Ashes
2017/18: 2nd Test, Days 1-4
After
Fourteen Consecutive Sessions of Handing Out Cauliflower Ears has Steve Smith
Fallen for a Sucker Punch?
December 5th 2017
After 3 days
of this Test journalists and fans were becoming desperate. Finding ways of
re-arranging the words “England”, “waggon”, “tour”, “wheels” & “falling off”
into new and inventive phrases was getting beyond most.
After 7
sessions of this Test Australian fans were licking their lips anticipating a
3-day finish. It should have been a 3-day finish. We now go into Day 5. And,
all results are still possible, with an England win starting to look plausible.

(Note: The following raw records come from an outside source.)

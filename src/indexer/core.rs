use std::sync::Arc;
use std::time::Duration;

use futures::stream::{self, StreamExt, TryStreamExt};
use tokio_util::sync::CancellationToken;
use tracing::{debug, info};

use crate::config::Config;
use crate::embedder::{Embedder, embed_batch_within};
use crate::error::{RagError, Result};
use crate::index::{ApproximateConfig, SimilarityMetric, VectorIndex};
use crate::indexer::chunker::{ChunkingConfig, chunk_document};
use crate::models::{Chunk, Document, EmbeddingVector};

/// Called with the number of chunks embedded by each finished batch.
pub type ProgressFn = Arc<dyn Fn(usize) + Send + Sync>;

#[derive(Debug, Default, PartialEq, Eq)]
pub struct IndexSyncResult {
    pub documents: usize,
    pub chunks: usize,
    pub batches: usize,
}

/// Build-time pipeline: documents are chunked, chunks are embedded in
/// concurrent batches, and the vectors land in the index in chunk order.
pub struct IndexBuilder {
    embedder: Arc<dyn Embedder>,
    chunking: ChunkingConfig,
    metric: SimilarityMetric,
    batch_size: usize,
    concurrency_limit: usize,
    timeout: Duration,
    approximate: ApproximateConfig,
    progress: Option<ProgressFn>,
}

impl IndexBuilder {
    pub fn new(embedder: Arc<dyn Embedder>, chunking: ChunkingConfig, metric: SimilarityMetric) -> Self {
        Self {
            embedder,
            chunking,
            metric,
            batch_size: 16,
            concurrency_limit: 4,
            timeout: Duration::from_secs(30),
            approximate: ApproximateConfig::default(),
            progress: None,
        }
    }

    /// Builder with every knob taken from `config`.
    pub fn from_config(config: &Config, embedder: Arc<dyn Embedder>) -> Self {
        Self::new(embedder, config.chunking(), config.similarity_metric)
            .batch_size(config.embedding_batch_size)
            .concurrency_limit(config.embedding_concurrency_limit)
            .timeout(config.request_timeout())
            .approximate(ApproximateConfig::from(&config.index))
    }

    #[must_use]
    pub fn batch_size(mut self, batch_size: usize) -> Self {
        self.batch_size = batch_size;
        self
    }

    #[must_use]
    pub fn concurrency_limit(mut self, limit: usize) -> Self {
        self.concurrency_limit = limit;
        self
    }

    #[must_use]
    pub fn timeout(mut self, timeout: Duration) -> Self {
        self.timeout = timeout;
        self
    }

    #[must_use]
    pub fn approximate(mut self, approximate: ApproximateConfig) -> Self {
        self.approximate = approximate;
        self
    }

    #[must_use]
    pub fn on_progress(mut self, progress: ProgressFn) -> Self {
        self.progress = Some(progress);
        self
    }

    /// Chunk every document without embedding anything. Useful for sizing
    /// progress reporting before [`IndexBuilder::build`].
    pub fn chunk_all(&self, documents: &[Document]) -> Result<Vec<Chunk>> {
        self.chunking.validate()?;
        let mut chunks = Vec::new();
        for document in documents {
            chunks.extend(chunk_document(document, self.chunking)?);
        }
        Ok(chunks)
    }

    /// Build a fresh index over `documents`.
    pub async fn build(&self, documents: &[Document]) -> Result<VectorIndex> {
        let chunks = self.chunk_all(documents)?;
        let vectors = self.embed_chunks(&chunks).await?;
        let mut index = match self.embedder.dimensions() {
            0 => VectorIndex::build(self.metric, Vec::new())?,
            dims => VectorIndex::new(dims, self.metric),
        }
        .with_approximate(self.approximate);
        index.append_batch(pair(vectors, chunks))?;
        info!(
            "built index from {} documents: {} chunks, dim={:?}",
            documents.len(),
            index.len(),
            index.dim()
        );
        Ok(index)
    }

    /// [`IndexBuilder::build`] that gives up with `Cancelled` once `cancel` fires.
    pub async fn build_with_cancel(
        &self,
        documents: &[Document],
        cancel: &CancellationToken,
    ) -> Result<VectorIndex> {
        tokio::select! {
            biased;
            _ = cancel.cancelled() => Err(RagError::Cancelled { operation: "build" }),
            result = self.build(documents) => result,
        }
    }

    /// Embed `documents` and append them to an existing index.
    ///
    /// Embedding happens before the index is touched and the vectors go in
    /// as one batch, so a backend failure or a dimension mismatch leaves the
    /// index unchanged.
    pub async fn extend(
        &self,
        index: &mut VectorIndex,
        documents: &[Document],
    ) -> Result<IndexSyncResult> {
        let chunks = self.chunk_all(documents)?;
        let batches = chunks.len().div_ceil(self.batch_size.max(1));
        let vectors = self.embed_chunks(&chunks).await?;
        let added = index.append_batch(pair(vectors, chunks))?;
        info!("appended {added} chunks from {} documents", documents.len());
        Ok(IndexSyncResult {
            documents: documents.len(),
            chunks: added,
            batches,
        })
    }

    /// Embed chunk texts in batches, at most `concurrency_limit` in flight,
    /// returning vectors in the same order as `chunks`.
    async fn embed_chunks(&self, chunks: &[Chunk]) -> Result<Vec<Vec<f32>>> {
        if self.batch_size == 0 {
            return Err(RagError::config("embedding_batch_size", "must be positive"));
        }
        if self.concurrency_limit == 0 {
            return Err(RagError::config(
                "embedding_concurrency_limit",
                "must be positive",
            ));
        }
        if chunks.is_empty() {
            return Ok(Vec::new());
        }

        debug!(
            "embedding {} chunks in batches of {} (concurrency {})",
            chunks.len(),
            self.batch_size,
            self.concurrency_limit
        );

        let timeout = self.timeout;
        let batches: Vec<Vec<Vec<f32>>> = stream::iter(chunks.chunks(self.batch_size))
            .map(|batch| {
                let embedder = Arc::clone(&self.embedder);
                let progress = self.progress.clone();
                async move {
                    let texts: Vec<&str> = batch.iter().map(|c| c.text.as_str()).collect();
                    let vectors = embed_batch_within(embedder.as_ref(), &texts, timeout)
                        .await
                        .map_err(|source| RagError::EmbeddingUnavailable {
                            entity: batch[0].id.clone(),
                            source,
                        })?;
                    if let Some(progress) = progress {
                        progress(batch.len());
                    }
                    Ok::<_, RagError>(vectors)
                }
            })
            .buffered(self.concurrency_limit)
            .try_collect()
            .await?;

        Ok(batches.into_iter().flatten().collect())
    }
}

fn pair(vectors: Vec<Vec<f32>>, chunks: Vec<Chunk>) -> impl Iterator<Item = (EmbeddingVector, Chunk)> {
    vectors
        .into_iter()
        .zip(chunks)
        .map(|(values, chunk)| (EmbeddingVector::new(chunk.id.clone(), values), chunk))
}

Even if Australia win, which is still the most likely result, it looks as if
Steve Smith has blown it big time and made what is potentially one of the most
series-changing calls since the catastrophic insertion at Brisbane in 2001.
In what
every single pundit has said is a must-not-lose Test, Joe Root made the
controversial decision to insert and England bowled poorly for two sessions.
First and foremost, on the available evidence, it was the right choice.
However, when the opposition makes 442-8 and the tail again scores big runs,
making the bowlers look impotent, it is never going to look good on your CV.
The theory was that Joe Root was running scared of the Australian pace attack.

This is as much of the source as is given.